Directions: In the listing below, print exactly the lines from the first through the one that contains "pub fn stream_number(stream_address: &str)".

Data to use:
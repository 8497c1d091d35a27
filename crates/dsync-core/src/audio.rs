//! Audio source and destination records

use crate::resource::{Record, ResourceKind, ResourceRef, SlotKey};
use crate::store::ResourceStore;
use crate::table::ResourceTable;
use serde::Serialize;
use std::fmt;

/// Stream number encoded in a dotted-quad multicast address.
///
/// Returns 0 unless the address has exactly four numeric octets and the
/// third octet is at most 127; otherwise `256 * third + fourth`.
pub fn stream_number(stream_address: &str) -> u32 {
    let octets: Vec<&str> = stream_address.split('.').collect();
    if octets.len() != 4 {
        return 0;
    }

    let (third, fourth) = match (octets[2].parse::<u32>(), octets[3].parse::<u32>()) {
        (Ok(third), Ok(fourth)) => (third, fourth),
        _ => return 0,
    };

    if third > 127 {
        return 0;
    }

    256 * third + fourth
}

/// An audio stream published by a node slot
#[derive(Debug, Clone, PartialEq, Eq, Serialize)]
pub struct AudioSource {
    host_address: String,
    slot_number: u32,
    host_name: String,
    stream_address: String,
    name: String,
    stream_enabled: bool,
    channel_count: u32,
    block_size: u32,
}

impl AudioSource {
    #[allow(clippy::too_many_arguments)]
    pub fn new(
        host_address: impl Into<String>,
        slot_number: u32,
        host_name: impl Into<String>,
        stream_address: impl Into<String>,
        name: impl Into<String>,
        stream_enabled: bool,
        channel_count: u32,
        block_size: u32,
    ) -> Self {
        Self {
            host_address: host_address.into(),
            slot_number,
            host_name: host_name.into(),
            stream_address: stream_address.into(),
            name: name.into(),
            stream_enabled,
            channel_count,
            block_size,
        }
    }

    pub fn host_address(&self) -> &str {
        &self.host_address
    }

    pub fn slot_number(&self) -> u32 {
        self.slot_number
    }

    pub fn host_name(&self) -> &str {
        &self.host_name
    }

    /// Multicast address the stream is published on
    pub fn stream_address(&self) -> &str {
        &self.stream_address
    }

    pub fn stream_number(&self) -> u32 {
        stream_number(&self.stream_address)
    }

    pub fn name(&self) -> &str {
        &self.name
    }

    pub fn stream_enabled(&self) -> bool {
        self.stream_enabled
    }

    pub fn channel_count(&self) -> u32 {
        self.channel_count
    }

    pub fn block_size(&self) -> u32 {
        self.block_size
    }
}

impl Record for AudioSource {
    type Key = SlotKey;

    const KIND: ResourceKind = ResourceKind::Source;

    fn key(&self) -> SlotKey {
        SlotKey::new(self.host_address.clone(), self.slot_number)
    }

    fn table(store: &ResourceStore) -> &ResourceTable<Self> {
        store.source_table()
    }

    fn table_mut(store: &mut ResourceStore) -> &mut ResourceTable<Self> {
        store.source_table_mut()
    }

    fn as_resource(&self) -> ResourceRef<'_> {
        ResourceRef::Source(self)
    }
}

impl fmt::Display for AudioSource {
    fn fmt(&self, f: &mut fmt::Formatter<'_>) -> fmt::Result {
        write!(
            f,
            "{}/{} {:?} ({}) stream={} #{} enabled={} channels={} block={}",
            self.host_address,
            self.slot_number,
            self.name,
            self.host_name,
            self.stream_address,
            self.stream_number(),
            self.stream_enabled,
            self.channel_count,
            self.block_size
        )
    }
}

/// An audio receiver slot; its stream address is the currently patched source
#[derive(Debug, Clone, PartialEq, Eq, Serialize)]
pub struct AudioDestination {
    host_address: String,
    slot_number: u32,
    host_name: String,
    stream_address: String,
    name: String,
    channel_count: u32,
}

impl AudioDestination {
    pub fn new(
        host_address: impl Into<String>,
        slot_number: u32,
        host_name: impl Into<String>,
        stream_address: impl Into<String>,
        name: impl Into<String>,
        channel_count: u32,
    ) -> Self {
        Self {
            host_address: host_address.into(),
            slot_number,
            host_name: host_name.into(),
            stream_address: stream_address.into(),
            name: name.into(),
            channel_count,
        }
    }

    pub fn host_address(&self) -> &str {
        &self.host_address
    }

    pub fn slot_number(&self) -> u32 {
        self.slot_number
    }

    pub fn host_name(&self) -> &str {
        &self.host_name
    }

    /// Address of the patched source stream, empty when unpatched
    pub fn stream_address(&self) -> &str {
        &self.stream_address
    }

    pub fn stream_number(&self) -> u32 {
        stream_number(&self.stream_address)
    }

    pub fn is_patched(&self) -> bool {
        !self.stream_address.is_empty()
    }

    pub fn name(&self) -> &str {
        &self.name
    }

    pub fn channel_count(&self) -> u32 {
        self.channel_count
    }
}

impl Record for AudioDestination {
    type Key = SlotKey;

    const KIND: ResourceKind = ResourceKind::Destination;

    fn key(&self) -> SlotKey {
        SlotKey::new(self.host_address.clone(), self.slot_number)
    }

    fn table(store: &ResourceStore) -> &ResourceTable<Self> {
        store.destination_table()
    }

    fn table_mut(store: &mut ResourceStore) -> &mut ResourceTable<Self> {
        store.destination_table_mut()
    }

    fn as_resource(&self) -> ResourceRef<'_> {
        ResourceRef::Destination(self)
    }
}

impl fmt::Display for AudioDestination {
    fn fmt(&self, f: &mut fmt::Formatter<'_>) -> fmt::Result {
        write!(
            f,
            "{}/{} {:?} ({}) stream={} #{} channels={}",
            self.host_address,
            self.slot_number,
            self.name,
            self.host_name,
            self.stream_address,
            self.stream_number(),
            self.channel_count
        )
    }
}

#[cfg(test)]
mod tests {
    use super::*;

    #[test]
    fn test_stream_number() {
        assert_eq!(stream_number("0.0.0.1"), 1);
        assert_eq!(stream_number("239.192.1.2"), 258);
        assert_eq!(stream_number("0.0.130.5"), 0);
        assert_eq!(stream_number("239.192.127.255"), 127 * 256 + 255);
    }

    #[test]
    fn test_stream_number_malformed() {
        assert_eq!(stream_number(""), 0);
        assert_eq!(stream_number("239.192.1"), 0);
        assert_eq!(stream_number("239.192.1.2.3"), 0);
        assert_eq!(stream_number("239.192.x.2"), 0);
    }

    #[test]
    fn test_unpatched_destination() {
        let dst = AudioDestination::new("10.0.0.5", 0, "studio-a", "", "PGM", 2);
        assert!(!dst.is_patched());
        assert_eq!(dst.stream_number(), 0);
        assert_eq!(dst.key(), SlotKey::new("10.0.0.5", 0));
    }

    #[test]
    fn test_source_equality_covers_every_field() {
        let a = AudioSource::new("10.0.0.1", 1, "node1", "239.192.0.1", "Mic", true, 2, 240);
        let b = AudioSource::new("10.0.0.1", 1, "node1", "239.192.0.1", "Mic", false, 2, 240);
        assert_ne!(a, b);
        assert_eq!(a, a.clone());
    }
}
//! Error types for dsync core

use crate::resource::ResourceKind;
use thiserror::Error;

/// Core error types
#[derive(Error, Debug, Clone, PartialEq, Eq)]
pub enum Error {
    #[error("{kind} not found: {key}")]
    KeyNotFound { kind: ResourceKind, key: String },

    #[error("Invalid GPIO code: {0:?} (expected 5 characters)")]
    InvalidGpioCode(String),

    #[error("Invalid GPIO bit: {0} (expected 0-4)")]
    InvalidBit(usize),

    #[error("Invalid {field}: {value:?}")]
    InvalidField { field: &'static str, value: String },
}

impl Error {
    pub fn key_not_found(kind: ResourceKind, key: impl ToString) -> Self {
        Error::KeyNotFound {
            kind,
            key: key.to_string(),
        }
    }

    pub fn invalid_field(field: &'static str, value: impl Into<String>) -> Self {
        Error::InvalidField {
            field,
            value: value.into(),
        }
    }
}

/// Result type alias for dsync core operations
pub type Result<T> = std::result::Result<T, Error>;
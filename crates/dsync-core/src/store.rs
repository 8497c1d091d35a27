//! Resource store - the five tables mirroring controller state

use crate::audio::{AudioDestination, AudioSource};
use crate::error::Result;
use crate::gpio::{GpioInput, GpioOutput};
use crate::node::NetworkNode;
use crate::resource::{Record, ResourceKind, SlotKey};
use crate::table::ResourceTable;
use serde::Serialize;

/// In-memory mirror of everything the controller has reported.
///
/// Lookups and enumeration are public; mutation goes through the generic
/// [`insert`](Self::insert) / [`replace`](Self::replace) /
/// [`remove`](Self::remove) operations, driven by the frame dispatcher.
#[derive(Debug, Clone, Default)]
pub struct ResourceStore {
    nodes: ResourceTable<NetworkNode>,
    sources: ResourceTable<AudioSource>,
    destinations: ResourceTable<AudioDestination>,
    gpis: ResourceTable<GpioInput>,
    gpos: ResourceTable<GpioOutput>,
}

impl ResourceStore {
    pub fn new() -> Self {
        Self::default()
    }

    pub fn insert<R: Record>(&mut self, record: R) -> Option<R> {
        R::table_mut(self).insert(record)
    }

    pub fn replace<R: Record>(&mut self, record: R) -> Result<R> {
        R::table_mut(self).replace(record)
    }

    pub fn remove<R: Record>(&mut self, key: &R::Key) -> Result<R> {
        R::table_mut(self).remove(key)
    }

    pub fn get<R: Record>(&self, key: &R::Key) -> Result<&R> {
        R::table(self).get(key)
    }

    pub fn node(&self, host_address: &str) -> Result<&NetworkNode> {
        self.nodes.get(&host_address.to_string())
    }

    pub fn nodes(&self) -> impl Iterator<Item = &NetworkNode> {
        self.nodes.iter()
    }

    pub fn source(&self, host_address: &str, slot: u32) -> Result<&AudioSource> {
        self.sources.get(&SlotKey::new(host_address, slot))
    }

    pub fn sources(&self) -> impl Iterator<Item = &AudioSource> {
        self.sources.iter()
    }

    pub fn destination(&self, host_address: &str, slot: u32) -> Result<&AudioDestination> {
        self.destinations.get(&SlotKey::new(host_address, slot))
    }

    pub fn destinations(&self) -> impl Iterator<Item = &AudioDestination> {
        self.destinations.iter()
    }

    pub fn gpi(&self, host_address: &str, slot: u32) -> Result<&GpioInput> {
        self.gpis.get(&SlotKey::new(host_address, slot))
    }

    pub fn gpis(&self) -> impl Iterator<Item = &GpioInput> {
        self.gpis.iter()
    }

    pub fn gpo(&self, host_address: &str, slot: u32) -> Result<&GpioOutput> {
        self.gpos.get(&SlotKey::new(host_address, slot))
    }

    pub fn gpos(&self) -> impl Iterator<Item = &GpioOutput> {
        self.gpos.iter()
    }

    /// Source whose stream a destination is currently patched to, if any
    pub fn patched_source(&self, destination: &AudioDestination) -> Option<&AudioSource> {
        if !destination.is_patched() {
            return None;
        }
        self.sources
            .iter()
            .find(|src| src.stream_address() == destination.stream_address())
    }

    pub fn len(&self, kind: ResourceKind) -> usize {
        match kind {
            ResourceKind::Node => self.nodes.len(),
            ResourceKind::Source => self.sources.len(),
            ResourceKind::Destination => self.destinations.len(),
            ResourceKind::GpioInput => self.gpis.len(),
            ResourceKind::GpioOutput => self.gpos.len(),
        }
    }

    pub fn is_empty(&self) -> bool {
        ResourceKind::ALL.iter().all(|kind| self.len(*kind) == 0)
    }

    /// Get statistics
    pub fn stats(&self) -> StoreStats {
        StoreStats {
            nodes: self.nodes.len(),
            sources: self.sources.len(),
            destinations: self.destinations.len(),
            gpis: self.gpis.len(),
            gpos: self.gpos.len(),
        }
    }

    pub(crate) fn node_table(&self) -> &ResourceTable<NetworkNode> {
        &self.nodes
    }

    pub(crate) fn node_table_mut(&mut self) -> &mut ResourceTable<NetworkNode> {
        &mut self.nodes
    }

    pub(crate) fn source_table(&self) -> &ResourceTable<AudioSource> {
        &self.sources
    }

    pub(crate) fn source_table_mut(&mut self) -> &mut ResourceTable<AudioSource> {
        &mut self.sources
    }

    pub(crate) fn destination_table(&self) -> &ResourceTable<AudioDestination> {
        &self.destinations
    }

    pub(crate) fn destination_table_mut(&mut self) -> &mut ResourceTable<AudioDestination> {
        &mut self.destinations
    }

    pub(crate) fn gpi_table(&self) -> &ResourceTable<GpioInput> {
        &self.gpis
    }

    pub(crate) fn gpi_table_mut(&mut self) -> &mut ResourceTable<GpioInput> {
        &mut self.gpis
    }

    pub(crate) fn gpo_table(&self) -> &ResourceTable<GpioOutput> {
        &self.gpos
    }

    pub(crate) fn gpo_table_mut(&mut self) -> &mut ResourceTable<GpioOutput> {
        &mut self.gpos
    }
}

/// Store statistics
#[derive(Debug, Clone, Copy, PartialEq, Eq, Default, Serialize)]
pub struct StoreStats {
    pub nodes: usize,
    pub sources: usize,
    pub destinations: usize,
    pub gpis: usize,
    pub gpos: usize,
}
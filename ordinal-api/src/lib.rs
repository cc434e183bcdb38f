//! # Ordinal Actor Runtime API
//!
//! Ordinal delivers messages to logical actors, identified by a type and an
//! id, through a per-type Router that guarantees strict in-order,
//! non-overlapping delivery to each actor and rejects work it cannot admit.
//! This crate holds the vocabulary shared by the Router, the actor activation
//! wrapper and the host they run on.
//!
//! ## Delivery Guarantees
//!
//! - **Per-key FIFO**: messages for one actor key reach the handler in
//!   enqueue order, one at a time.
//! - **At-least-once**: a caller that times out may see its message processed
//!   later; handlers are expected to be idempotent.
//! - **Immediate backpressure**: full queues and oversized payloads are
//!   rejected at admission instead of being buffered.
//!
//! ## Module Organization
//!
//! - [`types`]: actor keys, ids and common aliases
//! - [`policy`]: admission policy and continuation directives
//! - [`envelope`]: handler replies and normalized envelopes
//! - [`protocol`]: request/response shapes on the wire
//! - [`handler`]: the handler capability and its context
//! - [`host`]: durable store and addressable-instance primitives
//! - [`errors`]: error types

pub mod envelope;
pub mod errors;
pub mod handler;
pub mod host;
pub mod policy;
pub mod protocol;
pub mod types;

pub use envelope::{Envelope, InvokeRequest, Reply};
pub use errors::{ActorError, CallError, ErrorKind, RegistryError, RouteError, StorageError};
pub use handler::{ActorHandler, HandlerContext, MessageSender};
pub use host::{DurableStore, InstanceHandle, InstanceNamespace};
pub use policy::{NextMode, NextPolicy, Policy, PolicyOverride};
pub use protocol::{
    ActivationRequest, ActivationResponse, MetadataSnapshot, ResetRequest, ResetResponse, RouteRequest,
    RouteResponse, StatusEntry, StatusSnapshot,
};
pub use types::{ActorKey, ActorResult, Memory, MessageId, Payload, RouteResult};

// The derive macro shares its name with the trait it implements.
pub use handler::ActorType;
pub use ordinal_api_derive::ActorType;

Answer to this exercise:
repository 8497c1d091d35a27
filename crates/dsync-core/src/audio.rs
//! Audio source and destination records

use crate::resource::{Record, ResourceKind, ResourceRef, SlotKey};
use crate::store::ResourceStore;
use crate::table::ResourceTable;
use serde::Serialize;
use std::fmt;

/// Stream number encoded in a dotted-quad multicast address.
///
/// Returns 0 unless the address has exactly four numeric octets and the
/// third octet is at most 127; otherwise `256 * third + fourth`.
pub fn stream_number(stream_address: &str) -> u32 {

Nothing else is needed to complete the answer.